ウォーキングイベント「PA Walking Cup」で運動習慣の定着化

運動習慣の定着を目的としたウォーキングイベント毎月開催しています。従業員が楽しく参加できるよう、季節ごとのテーマやゲーミフィケーションを取り入れながら工夫しています。

年齢制限なしの保健指導で若年層の健康リスクにも対応

40歳以上の特定保健指導対象者だけでなく、39歳以下の生活習慣病予備群にも年齢制限を設けずに保健指導を実施しています。将来の疾病リスクを低減し、特定保健指導対象者の若年層からの流入抑制を目指しています。
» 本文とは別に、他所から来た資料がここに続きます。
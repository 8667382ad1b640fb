//! Completion summary derived from a [`Document`].
//!
//! Completion is counted per topic; durations do not weight it.

use crate::document::Document;
use serde::{Deserialize, Serialize};

#[derive(Debug, Clone, Copy, PartialEq, Eq, Serialize, Deserialize)]
#[serde(rename_all = "snake_case")]
pub enum ProgressStatus {
    NotStarted,
    InProgress,
    NearingCompletion,
    Completed,
}

impl ProgressStatus {
    pub fn from_percentage(percentage: f64) -> Self {
        if percentage <= 0.0 {
            ProgressStatus::NotStarted
        } else if percentage < 50.0 {
            ProgressStatus::InProgress
        } else if percentage < 100.0 {
            ProgressStatus::NearingCompletion
        } else {
            ProgressStatus::Completed
        }
    }

    pub fn label(&self) -> &'static str {
        match self {
            ProgressStatus::NotStarted => "Not started",
            ProgressStatus::InProgress => "In progress",
            ProgressStatus::NearingCompletion => "Nearing completion",
            ProgressStatus::Completed => "Completed",
        }
    }
}

#[derive(Debug, Clone, PartialEq, Serialize, Deserialize)]
pub struct Progress {
    pub total_topics: usize,
    pub completed_topics: usize,
    pub remaining_topics: usize,
    pub completion_percentage: f64,
    pub planned_hours: f64,
    pub completed_hours: f64,
    pub assessment_weight_total: f64,
    pub status: ProgressStatus,
}

impl Progress {
    pub fn of(doc: &Document) -> Self {
        let total_topics = doc.topics.len();
        let completed_topics = doc.topics.iter().filter(|t| t.completed).count();
        let completion_percentage = if total_topics == 0 {
            0.0
        } else {
            completed_topics as f64 / total_topics as f64 * 100.0
        };
        let completed_hours = doc
            .topics
            .iter()
            .filter(|t| t.completed)
            .map(|t| t.duration_hours)
            .sum();

        Self {
            total_topics,
            completed_topics,
            remaining_topics: total_topics - completed_topics,
            completion_percentage,
            planned_hours: doc.planned_hours(),
            completed_hours,
            assessment_weight_total: doc.total_assessment_weight(),
            status: ProgressStatus::from_percentage(completion_percentage),
        }
    }
}

impl Document {
    pub fn progress(&self) -> Progress {
        Progress::of(self)
    }
}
【まとめ】1on1が心理的安全性の向上に逆効果といわれる理由と対処法について

本記事では、1on1が心理的安全性の向上に逆効果といわれる理由について解説してきました。

  • 1on1が叱責の場になると、部下は萎縮して何も言えなくなり、1on1がパワーハラスメントになる可能性がある
  • 上司も部下も「1on1の定義」を理解せずに参加すると、やらされている感が強くなり、形だけの面談に陥りがち
  • 1on1が雑談の場になってしまうと、重要な問題や課題が見過ごされ、実質的な改善や成長にはつながらない

1on1が逆効果となるのは、面談が評価や指導の場として捉えられ、部下が正直に話せない雰囲気が生まれるときです。

部下が安心して話せるように、1on1では評価から離れたオープンな対話を心がけ、成長を支援する姿勢をもちましょう。そうすることで、1on1は信頼関係を深め、心理的安全性の向上に役立ちます。

1on1を効果的に運用するために、ぜひ本記事をご活用ください。